Ese Espíritu, esa simiente eterna, le transmite a la persona que obedece la característica genética de su Progenitor, cuyo nombre "el Eterno" define su esencia misma: el Único que siempre ha existido. Ese es el increíble potencial humano. Ese es el misterio del destino humano que Dios ocultó desde el principio de los siglos. Primero engendra a los que le obedecen, transmitiéndoles por medio de una simiente eterna, su característica genética de eternidad; y a los que perseveran hasta el fin, siendo fieles a su ley, al sonido de la séptima trompeta los transforma mediante una resurrección que equivale al nacimiento espiritual después del engendramiento. Por eso está escrito: "Transformará el cuerpo de la humillación nuestra, para que sea semejante al cuerpo de la gloria suya" (Filipenses 3:21).
Como los hijos se parecen a los padres, se parecerán a su Padre Eterno los que fueron engendrados por su Espíritu. Por eso también dice la Escritura: "Amados, ahora somos hijos de Dios, y aún no se ha manifestado lo que hemos de ser; pero sabemos que cuando Él se manifieste, seremos semejantes a Él, porque le veremos tal como Él es" (1 Juan 3:2).
Para los que no obedecen a Dios, como ya vimos, esto es una locura. Pero los que obedecen reciben el Espíritu, el cual es también la mente de Cristo, la cual les permite escudriñar "aun lo profundo de Dios": remontándose en el pasado, hasta cruzar la barrera del tiempo y del espacio, les es dado penetrar en los abismos insondables de la eternidad que nos precede. Eternidad en la que Dios siempre ha habitado y existido (Isaías 57:15).
La Escritura nos dice claramente que tenemos "la esperanza de la vida eterna, la cual Dios, que no miente, prometió desde antes del principio de los siglos" (Tito 1:2). El principio de los siglos se inició con la creación del Universo, cuyos cuerpos celestes en sus órbitas empezaron a marcar el transcurso de los días, los meses, los años y los siglos.
Antes de que Dios creara el tiempo y el espacio, estando en su morada eterna "prometió vida eterna". Antes de crear el Universo, antes de que existiera la familia humana, Dios concibió el proyecto de tener hijos, a los cuales transmitiría por medio de su Espíritu sus características genéticas eternas. À los que fueran fieles y obedientes hasta el fin, los volvería a la vida por medio de una resurrección, dándoles un cuerpo espiritual e inmortal semejante al de la gloria suya. Un cuerpo espiritual que se pudiera desplazar en lo infinito del espacio, no a la velocidad de la luz sino a la velocidad del pensamiento, de manera que pudiera administrar la herencia de dimensiones infinitas que a sus hijos les tendría preparada: El Universo.

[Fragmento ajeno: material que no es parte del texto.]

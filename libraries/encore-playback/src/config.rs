//! Playback configuration

use crate::error::{PlaybackError, Result};
use serde::{Deserialize, Serialize};
use std::time::Duration;

/// Configuration for playback engines and the hub
///
/// Every field has a default so partial config files work.
#[derive(Debug, Clone, PartialEq, Serialize, Deserialize)]
pub struct PlaybackConfig {
    /// Look-ahead tracks to preload beyond the current one (default: 2)
    #[serde(default = "default_preload_limit")]
    pub preload_limit: usize,

    /// Length of a play/pause volume fade (default: 300ms)
    #[serde(default = "default_fade_duration_ms")]
    pub fade_duration_ms: u64,

    /// Discrete volume steps per fade (default: 10)
    #[serde(default = "default_fade_steps")]
    pub fade_steps: u32,

    /// Volume a fade-in ends at, 0.0-1.0 (default: 1.0)
    #[serde(default = "default_target_volume")]
    pub target_volume: f32,

    /// Loads per track before the failure is terminal (default: 3)
    #[serde(default = "default_max_attempts")]
    pub max_attempts: u32,

    /// Retry backoff unit; attempt `n` waits `n` units (default: 1000ms)
    #[serde(default = "default_retry_base_delay_ms")]
    pub retry_base_delay_ms: u64,

    /// Forward buffer on Wi-Fi (default: 60s)
    #[serde(default = "default_wifi_buffer_secs")]
    pub wifi_buffer_secs: u64,

    /// Forward buffer on cellular or unknown paths (default: 30s)
    #[serde(default = "default_constrained_buffer_secs")]
    pub constrained_buffer_secs: u64,

    /// Initial range for files that hold a whole set (default: 512000)
    #[serde(default = "default_large_file_initial_range_bytes")]
    pub large_file_initial_range_bytes: u64,

    /// Progress tick period (default: 500ms)
    #[serde(default = "default_progress_interval_ms")]
    pub progress_interval_ms: u64,

    /// Recently played shows kept by the history book (default: 50)
    #[serde(default = "default_history_size")]
    pub history_size: usize,

    /// Retry terminally failed tracks when the network comes back (default: true)
    #[serde(default = "default_retry_on_reconnect")]
    pub retry_on_reconnect: bool,
}

fn default_preload_limit() -> usize {
    2
}

fn default_fade_duration_ms() -> u64 {
    300
}

fn default_fade_steps() -> u32 {
    10
}

fn default_target_volume() -> f32 {
    1.0
}

fn default_max_attempts() -> u32 {
    3
}

fn default_retry_base_delay_ms() -> u64 {
    1000
}

fn default_wifi_buffer_secs() -> u64 {
    60
}

fn default_constrained_buffer_secs() -> u64 {
    30
}

fn default_large_file_initial_range_bytes() -> u64 {
    512_000
}

fn default_progress_interval_ms() -> u64 {
    500
}

fn default_history_size() -> usize {
    50
}

fn default_retry_on_reconnect() -> bool {
    true
}

impl Default for PlaybackConfig {
    fn default() -> Self {
        Self {
            preload_limit: default_preload_limit(),
            fade_duration_ms: default_fade_duration_ms(),
            fade_steps: default_fade_steps(),
            target_volume: default_target_volume(),
            max_attempts: default_max_attempts(),
            retry_base_delay_ms: default_retry_base_delay_ms(),
            wifi_buffer_secs: default_wifi_buffer_secs(),
            constrained_buffer_secs: default_constrained_buffer_secs(),
            large_file_initial_range_bytes: default_large_file_initial_range_bytes(),
            progress_interval_ms: default_progress_interval_ms(),
            history_size: default_history_size(),
            retry_on_reconnect: default_retry_on_reconnect(),
        }
    }
}

impl PlaybackConfig {
    /// Reject values the engines cannot work with
    pub fn validate(&self) -> Result<()> {
        if self.fade_steps == 0 {
            return Err(PlaybackError::invalid_config("fade_steps must be at least 1"));
        }
        if self.max_attempts == 0 {
            return Err(PlaybackError::invalid_config("max_attempts must be at least 1"));
        }
        if !(0.0..=1.0).contains(&self.target_volume) {
            return Err(PlaybackError::invalid_config(format!(
                "target_volume must be within 0.0-1.0, got {}",
                self.target_volume
            )));
        }
        if self.progress_interval_ms == 0 {
            return Err(PlaybackError::invalid_config(
                "progress_interval_ms must be positive",
            ));
        }
        if self.large_file_initial_range_bytes == 0 {
            return Err(PlaybackError::invalid_config(
                "large_file_initial_range_bytes must be positive",
            ));
        }
        Ok(())
    }

    pub fn fade_duration(&self) -> Duration {
        Duration::from_millis(self.fade_duration_ms)
    }

    /// Delay between two fade steps
    pub fn fade_step_interval(&self) -> Duration {
        self.fade_duration() / self.fade_steps.max(1)
    }

    /// Backoff before reload number `attempt + 1` (linear)
    pub fn retry_delay(&self, attempt: u32) -> Duration {
        Duration::from_millis(self.retry_base_delay_ms.saturating_mul(u64::from(attempt)))
    }

    pub fn progress_interval(&self) -> Duration {
        Duration::from_millis(self.progress_interval_ms)
    }

    pub fn wifi_buffer(&self) -> Duration {
        Duration::from_secs(self.wifi_buffer_secs)
    }

    pub fn constrained_buffer(&self) -> Duration {
        Duration::from_secs(self.constrained_buffer_secs)
    }
}
//! Platform media stack abstraction
//!
//! Decoding and HTTP live in the platform. The engine only decides *when*
//! and *what* to fetch, through two traits:
//! - [`MediaBackend`] constructs player items, synchronously for the
//!   current track and asynchronously (pre-rolled) for look-ahead
//! - [`MediaPlayer`] drives one underlying player and reports item
//!   lifecycle through typed [`PlayerEvent`]s sent on a channel

use async_trait::async_trait;
use encore_core::{ByteRange, LoadError, SessionError, SourceId};
use std::fmt;
use std::time::Duration;
use tokio::sync::mpsc;
use tracing::trace;
use url::Url;

/// Identity of one constructed player item
///
/// Every load gets a fresh id, so events for an item that has since been
/// replaced can be recognised and dropped.
#[derive(Debug, Clone, Copy, PartialEq, Eq, PartialOrd, Ord, Hash)]
pub struct ItemId(pub u64);

impl fmt::Display for ItemId {
    fn fmt(&self, f: &mut fmt::Formatter<'_>) -> fmt::Result {
        write!(f, "item-{}", self.0)
    }
}

/// Everything the platform needs to build a player item
#[derive(Debug, Clone, PartialEq, Eq)]
pub struct ItemRequest {
    pub track_index: usize,
    pub url: Url,
    pub range: ByteRange,
    /// Forward buffer the player should aim for
    pub preferred_buffer: Duration,
}

/// Constructs player items
#[async_trait]
pub trait MediaBackend: Send + Sync + 'static {
    /// Opaque platform item handle
    type Item: Send + 'static;

    /// Build an item without waiting for any I/O
    fn create_item(&self, request: &ItemRequest) -> Self::Item;

    /// Build and pre-roll an item for look-ahead
    async fn prepare_item(&self, request: ItemRequest) -> Result<Self::Item, LoadError>;
}

/// One underlying media player
pub trait MediaPlayer: Send + 'static {
    type Item: Send + 'static;

    /// Swap in a new current item; readiness arrives as a [`PlayerEvent`]
    ///
    /// The player stays silent until the next `play`.
    fn replace_current(&mut self, id: ItemId, item: Self::Item);

    /// Drop the current item
    fn clear(&mut self);

    fn play(&mut self);

    fn pause(&mut self);

    /// 0.0-1.0
    fn set_volume(&mut self, volume: f32);

    fn volume(&self) -> f32;

    /// Seconds from the start of the current item
    fn seek(&mut self, position: f64);

    /// `None` until known; may be infinite for live or partial metadata
    fn duration(&self) -> Option<f64>;

    fn elapsed(&self) -> f64;

    /// Activate the platform audio session before audible playback
    fn activate_session(&mut self) -> Result<(), SessionError> {
        Ok(())
    }
}

/// Item lifecycle reported by a [`MediaPlayer`]
#[derive(Debug, Clone, PartialEq, Eq)]
pub enum PlayerEvent {
    ItemReady { item: ItemId },
    ItemFailed { item: ItemId, reason: String },
    ItemEnded { item: ItemId },
}

impl PlayerEvent {
    pub fn item(&self) -> ItemId {
        match self {
            Self::ItemReady { item } | Self::ItemFailed { item, .. } | Self::ItemEnded { item } => {
                *item
            }
        }
    }
}

/// Channel a player uses to report [`PlayerEvent`]s, tagged with its source
#[derive(Debug, Clone)]
pub struct PlayerEventSender {
    source: SourceId,
    tx: mpsc::UnboundedSender<(SourceId, PlayerEvent)>,
}

impl PlayerEventSender {
    pub fn new(source: SourceId, tx: mpsc::UnboundedSender<(SourceId, PlayerEvent)>) -> Self {
        Self { source, tx }
    }

    pub fn source(&self) -> SourceId {
        self.source
    }

    pub fn send(&self, event: PlayerEvent) {
        if self.tx.send((self.source, event)).is_err() {
            trace!(source = %self.source, "Player event dropped, hub is gone");
        }
    }
}
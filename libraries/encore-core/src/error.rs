/// Core error types for Encore
use crate::types::ShowId;
use thiserror::Error;

/// Result type alias using `EncoreError`
pub type Result<T> = std::result::Result<T, EncoreError>;

/// Failure to turn catalog metadata into a fetchable locator
#[derive(Error, Debug, Clone, PartialEq, Eq)]
pub enum ResolutionError {
    /// The locator for one track could not be constructed or did not validate
    #[error("Invalid resource for track {index}: {reason}")]
    InvalidResource { index: usize, reason: String },

    /// The show has no entries that pass format selection
    #[error("Show {0} has no playable tracks")]
    NoPlayableTracks(ShowId),
}

impl ResolutionError {
    /// Create an invalid resource error
    pub fn invalid_resource(index: usize, reason: impl Into<String>) -> Self {
        Self::InvalidResource {
            index,
            reason: reason.into(),
        }
    }
}

/// Failure to load a track into the media player
#[derive(Error, Debug, Clone, PartialEq, Eq)]
pub enum LoadError {
    /// Network or decode failure, worth retrying
    #[error("Transient load failure: {0}")]
    Transient(String),

    /// Every allowed attempt for this track failed
    #[error("Track {index} failed after {attempts} attempts")]
    Exhausted { index: usize, attempts: u32 },
}

impl LoadError {
    /// Create a transient load error
    pub fn transient(msg: impl Into<String>) -> Self {
        Self::Transient(msg.into())
    }

    /// Whether the engine may retry after this error
    pub fn is_retryable(&self) -> bool {
        matches!(self, Self::Transient(_))
    }
}

/// Seek request that cannot be honoured
#[derive(Error, Debug, Clone, Copy, PartialEq, Eq)]
pub enum SeekError {
    /// Duration is unknown, infinite or NaN
    #[error("Cannot seek: duration is not finite")]
    NonFinite,
}

/// Platform audio session could not be activated
///
/// Logged and otherwise ignored: audio may still route correctly.
#[derive(Error, Debug, Clone, PartialEq, Eq)]
#[error("Audio session error: {0}")]
pub struct SessionError(pub String);

impl SessionError {
    pub fn new(msg: impl Into<String>) -> Self {
        Self(msg.into())
    }
}

/// Umbrella error for Encore
#[derive(Error, Debug)]
pub enum EncoreError {
    #[error(transparent)]
    Resolution(#[from] ResolutionError),

    #[error(transparent)]
    Load(#[from] LoadError),

    #[error(transparent)]
    Seek(#[from] SeekError),

    #[error(transparent)]
    Session(#[from] SessionError),

    /// Persisted blob could not be encoded or decoded
    #[error(transparent)]
    Serialization(#[from] serde_json::Error),

    /// Invalid input
    #[error("Invalid input: {0}")]
    InvalidInput(String),
}

impl EncoreError {
    /// Create an invalid input error
    pub fn invalid_input(msg: impl Into<String>) -> Self {
        Self::InvalidInput(msg.into())
    }
}

#[cfg(test)]
mod tests {
    use super::*;

    #[test]
    fn only_transient_errors_are_retryable() {
        assert!(LoadError::transient("timed out").is_retryable());
        assert!(!LoadError::Exhausted {
            index: 2,
            attempts: 3
        }
        .is_retryable());
    }

    #[test]
    fn resolution_error_message_names_index() {
        let err = ResolutionError::invalid_resource(2, "empty filename");
        assert_eq!(err.to_string(), "Invalid resource for track 2: empty filename");
    }

    #[test]
    fn umbrella_wraps_kinds_transparently() {
        let err: EncoreError = SeekError::NonFinite.into();
        assert_eq!(err.to_string(), "Cannot seek: duration is not finite");
    }
}
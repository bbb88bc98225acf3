//! Archive metadata index.
//!
//! Shape of the archive's `/metadata/<identifier>` document, reduced to the
//! fields the resolver needs. Every field is optional; the archive omits
//! freely and occasionally returns `{}` for unknown identifiers.

use crate::listing::{ListingTrack, ShowListing};
use crate::profile::CatalogProfile;
use serde::{Deserialize, Serialize};

#[derive(Debug, Clone, Default, Serialize, Deserialize)]
pub struct MetadataIndex {
    #[serde(default)]
    pub metadata: Option<ItemMetadata>,

    #[serde(default)]
    pub files: Vec<MetadataFile>,
}

#[derive(Debug, Clone, Default, Serialize, Deserialize)]
pub struct ItemMetadata {
    #[serde(default)]
    pub identifier: Option<String>,

    #[serde(default)]
    pub title: Option<String>,
}

#[derive(Debug, Clone, Default, Serialize, Deserialize)]
pub struct MetadataFile {
    #[serde(default)]
    pub name: Option<String>,

    #[serde(default)]
    pub format: Option<String>,

    #[serde(default)]
    pub title: Option<String>,

    #[serde(default)]
    pub length: Option<String>,

    #[serde(default)]
    pub size: Option<String>,

    #[serde(default)]
    pub bitrate: Option<String>,
}

impl MetadataIndex {
    /// An item the archive does not know about
    pub fn is_empty(&self) -> bool {
        self.metadata.is_none() && self.files.is_empty()
    }

    pub fn title(&self) -> Option<&str> {
        self.metadata.as_ref()?.title.as_deref()
    }

    /// Select playable audio files and order them by filename
    ///
    /// Files without a name or format, in a format the profile does not
    /// accept, or carrying a low quality marker are skipped.
    pub fn select_audio<'a>(&'a self, profile: &CatalogProfile) -> Vec<&'a MetadataFile> {
        let mut selected: Vec<&MetadataFile> = self
            .files
            .iter()
            .filter(|file| {
                let (Some(name), Some(format)) = (file.name.as_deref(), file.format.as_deref())
                else {
                    return false;
                };
                profile.accepts_format(format) && !profile.is_low_quality(name)
            })
            .collect();

        selected.sort_by(|a, b| a.name.cmp(&b.name));
        selected
    }

    /// Reduce to a listing rooted at `folder`
    pub fn to_listing(&self, folder: &str, profile: &CatalogProfile) -> ShowListing {
        let tracks = self
            .select_audio(profile)
            .into_iter()
            .map(|file| ListingTrack {
                filename: file.name.clone().unwrap_or_default(),
                title: file.title.clone(),
                length: file.length.clone(),
                set_label: None,
                url: None,
            })
            .collect();

        ShowListing {
            folder: folder.to_string(),
            title: self.title().map(str::to_string),
            tracks,
        }
    }
}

Por eso está escrito: "El que venciere heredará todas las cosas [en griego: El Universo](Apocalipsis 21:7). El Universo actual está desolado, aún no está listo para ser heredado por los hijos de Dios.
Por eso está escrito: "El anhelo ardiente de la creación es el aguardar la manifestación de los hijos de Dios. Porque la creación fue sujetada a vanidad [vacuidad], no por su propia voluntad, sino por causa del que la sujetó en esperanza; porque también la creación misma será libertada de la esclavitud de corrupción, a la libertad gloriosa de los hijos de Dios. Porque sabemos que toda la creación gime a una, y a una está con dolores de parto hasta ahora; y no solo ella, sino también nosotros mismos, que tenemos las primicias del Espíritu, nosotros también gemimos dentro de nosotros mismos, esperando la adopción, la redención de nuestro cuerpo" (Romanos 8:19-23).
Esta ha sido una respuesta somera a las preguntas que articulamos al principio de este artículo. ¿Se puede conocer el secreto que ha permanecido oculto desde el principio de los siglos? Hemos sondeado en parte el misterio del destino humano, y la razón de ser del Universo.